Similarly to Unsworth and Robison (2016), however, the present results showed that arousal as indexed both by pretrial pupil diameter and TEPRs decreased with time-on-task. This arousal decrease with time-on-task was not influenced by the presence of background music which was in-line with the behavioural findings reported in Kiss and Linnell (2021), not showing an effect of music on time-on-task increases in reaction time. The significant overall decrease in pupillary measures with time-on-task is consistent with past research showing that pupil diameter decreases with an increase in fatigue and decrease in arousal (e.g., Beatty, 1982; Morad et al., 2000; Unsworth & Robison, 2016; Wilhelm, Giedke, Lüdtke, Bittner, Hofmann, & Wilhelm, 2001). Similarly, it is consistent with research on the LC-NE showing that, as vigilance decreases, both pretrial LC-NE activity and task-evoked LC-responses decrease (e.g., Aston-Jones et al., 1994; Aston-Jones et al., 2007). Thus, the current results show that the pupillary measures used – both pretrial pupil diameter and TEPR – accurately tracked the vigilance decrement (i.e., the decrease in arousal and increase in fatigue with time on task) in a sustained attention task.

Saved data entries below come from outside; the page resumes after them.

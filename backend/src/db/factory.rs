//! Data source factory.
//!
//! Chooses the [`DataSource`] implementation from configuration so the
//! extraction code never branches on "demo vs. live" itself.

use std::str::FromStr;
use std::sync::Arc;
use std::time::Duration;

use super::error::{SourceError, SourceResult};
use super::source::DataSource;
use super::synthetic::SyntheticSource;
use crate::config::SourceSettings;

/// Data source type configuration.
#[derive(Debug, Clone, Copy, PartialEq, Eq)]
pub enum SourceType {
    /// Seeded demo-data generator
    Synthetic,
    /// Live SQL Server extraction
    SqlServer,
}

impl FromStr for SourceType {
    type Err = String;

    fn from_str(s: &str) -> Result<Self, Self::Err> {
        match s.to_lowercase().as_str() {
            "synthetic" | "demo" => Ok(Self::Synthetic),
            "sqlserver" | "mssql" => Ok(Self::SqlServer),
            _ => Err(format!("Unknown source type: {}", s)),
        }
    }
}

/// Factory for creating data source instances.
pub struct SourceFactory;

impl SourceFactory {
    /// Create the data source described by `settings`.
    pub fn create(settings: &SourceSettings) -> SourceResult<Arc<dyn DataSource>> {
        let source_type = SourceType::from_str(&settings.source_type)
            .map_err(|e| SourceError::configuration(e).with_operation("create_source"))?;

        match source_type {
            SourceType::Synthetic => Ok(Self::create_synthetic(settings)),
            SourceType::SqlServer => {
                #[cfg(feature = "sqlserver-source")]
                {
                    let timeout = Duration::from_secs(settings.fetch_timeout_secs);
                    let source = super::sqlserver::SqlServerSource::from_env(timeout)?;
                    Ok(Arc::new(source) as Arc<dyn DataSource>)
                }
                #[cfg(not(feature = "sqlserver-source"))]
                {
                    Err(SourceError::configuration(
                        "SQL Server source feature not enabled",
                    )
                    .with_operation("create_source"))
                }
            }
        }
    }

    /// Create the demo-data generator.
    pub fn create_synthetic(settings: &SourceSettings) -> Arc<dyn DataSource> {
        Arc::new(SyntheticSource::new(settings.seed, settings.records))
    }

    /// Per-department fetch timeout configured for the source.
    pub fn fetch_timeout(settings: &SourceSettings) -> Duration {
        Duration::from_secs(settings.fetch_timeout_secs.max(1))
    }
}
//! Data source layer.
//!
//! The refresh pipeline only sees the [`DataSource`] trait. Which
//! implementation backs it is decided once, at startup, by [`SourceFactory`]:
//!
//! ```text
//! ┌──────────────────────────────────────────────┐
//! │  RefreshOrchestrator (services::refresh)      │
//! └───────────────────┬──────────────────────────┘
//!                     │ Arc<dyn DataSource>
//!        ┌────────────┴─────────────┐
//!        │                          │
//! ┌──────▼────────────┐   ┌─────────▼─────────────┐
//! │  SyntheticSource   │   │  SqlServerSource       │
//! │  (demo generator)  │   │  (sqlserver-source)    │
//! └───────────────────┘   └───────────────────────┘
//! ```

pub mod error;
pub mod factory;
pub mod source;
#[cfg(feature = "sqlserver-source")]
pub mod sqlserver;
pub mod synthetic;

pub use error::{ErrorContext, FailureReason, SourceError, SourceResult};
pub use factory::{SourceFactory, SourceType};
pub use source::DataSource;
pub use synthetic::{RecordCounts, SyntheticSource};
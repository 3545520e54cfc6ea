//! Domain model: departments, records, snapshots and their summaries.

pub mod department;
pub mod record;
pub mod snapshot;
pub mod summary;

pub use department::{
    AggregateKind, AggregateRule, Department, DepartmentSchema, FieldKind, FieldSpec,
};
pub use record::{FieldValue, Record, TIMESTAMP_FORMAT};
pub use snapshot::Snapshot;
pub use summary::{
    compute_summary, summarize_department, AggregateValue, DepartmentSummary, Metric, Summary,
};
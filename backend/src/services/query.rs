//! Read-side queries over the latest snapshot.
//!
//! Every call reads the store once, so all values of one response come from
//! the same snapshot. Nothing here waits on a running refresh.

use chrono::{DateTime, Local};
use std::sync::Arc;

use super::snapshot_store::SnapshotStore;
use crate::models::{compute_summary, Department, Record, Summary};

#[derive(Debug, Clone, PartialEq, Eq, thiserror::Error)]
pub enum QueryError {
    #[error("Unknown department: {0}")]
    UnknownDepartment(String),
}

/// Records of one department as of one snapshot.
#[derive(Debug, Clone)]
pub struct DepartmentData {
    pub department: Department,
    pub records: Vec<Record>,
    pub last_updated: Option<DateTime<Local>>,
    pub generation: u64,
}

#[derive(Clone)]
pub struct QueryService {
    store: Arc<SnapshotStore>,
}

impl QueryService {
    pub fn new(store: Arc<SnapshotStore>) -> Self {
        Self { store }
    }

    pub fn get_summary(&self) -> Summary {
        compute_summary(&self.store.read())
    }

    /// Records of the department called `name` (case-insensitive).
    pub fn get_department(&self, name: &str) -> Result<DepartmentData, QueryError> {
        let department: Department = name
            .parse()
            .map_err(|_| QueryError::UnknownDepartment(name.to_string()))?;
        let snapshot = self.store.read();
        Ok(DepartmentData {
            department,
            records: snapshot.records(department).to_vec(),
            last_updated: snapshot.last_updated,
            generation: snapshot.generation,
        })
    }

    pub fn last_updated(&self) -> Option<DateTime<Local>> {
        self.store.read().last_updated
    }
}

Although there were no time-on-task effects of music on arousal, as predicted, background music increased participants’ arousal level, as indexed by pretrial pupil diameter, compared to silence. The increase in arousal with music is in-line with findings reported in Kiss and Linnell (2021) showing that background music increased task-focus and decreased mind-wandering states, taking into account the findings just reported and work by Unsworth and Robison (2016), both linking mind-wandering states to lower arousal than task-focus states. Support for the arousal-increasing effect of music measured with pupillometry comes from both the background music literature (a Master’s thesis study conducted by Tamalinuaite, 2017) and from the broader music literature not specific to background music (e.g., Gingras et al., 2015). Notably, research highlights that when music is familiar (Jagiello et al., 2019) or liked (Bianco et al., 2019) there is even greater pupil dilation in response to music listening (when listening is not accompanied by the performance of a concurrent task). It was most likely the case that the music listened to in the current study was familiar and liked given that participants were asked to self-select the music tracks and to include tracks they normally listen to while performing attention-demanding tasks. This being the case, it makes sense that there was a significant increase in arousal during background music listening, as indexed here by an effect of music on pretrial pupil diameter, albeit not on TEPR. Nevertheless, although one can infer familiarity with and liking for the self-selected music excerpts in the current study, a limitation of the study is that these parameters of the music (i.e., liking for and familiarity with the chosen music excerpts) were not explicitly measured; to know for certain whether participants choose familiar, liked music to listen to, future studies should directly measure these parameters.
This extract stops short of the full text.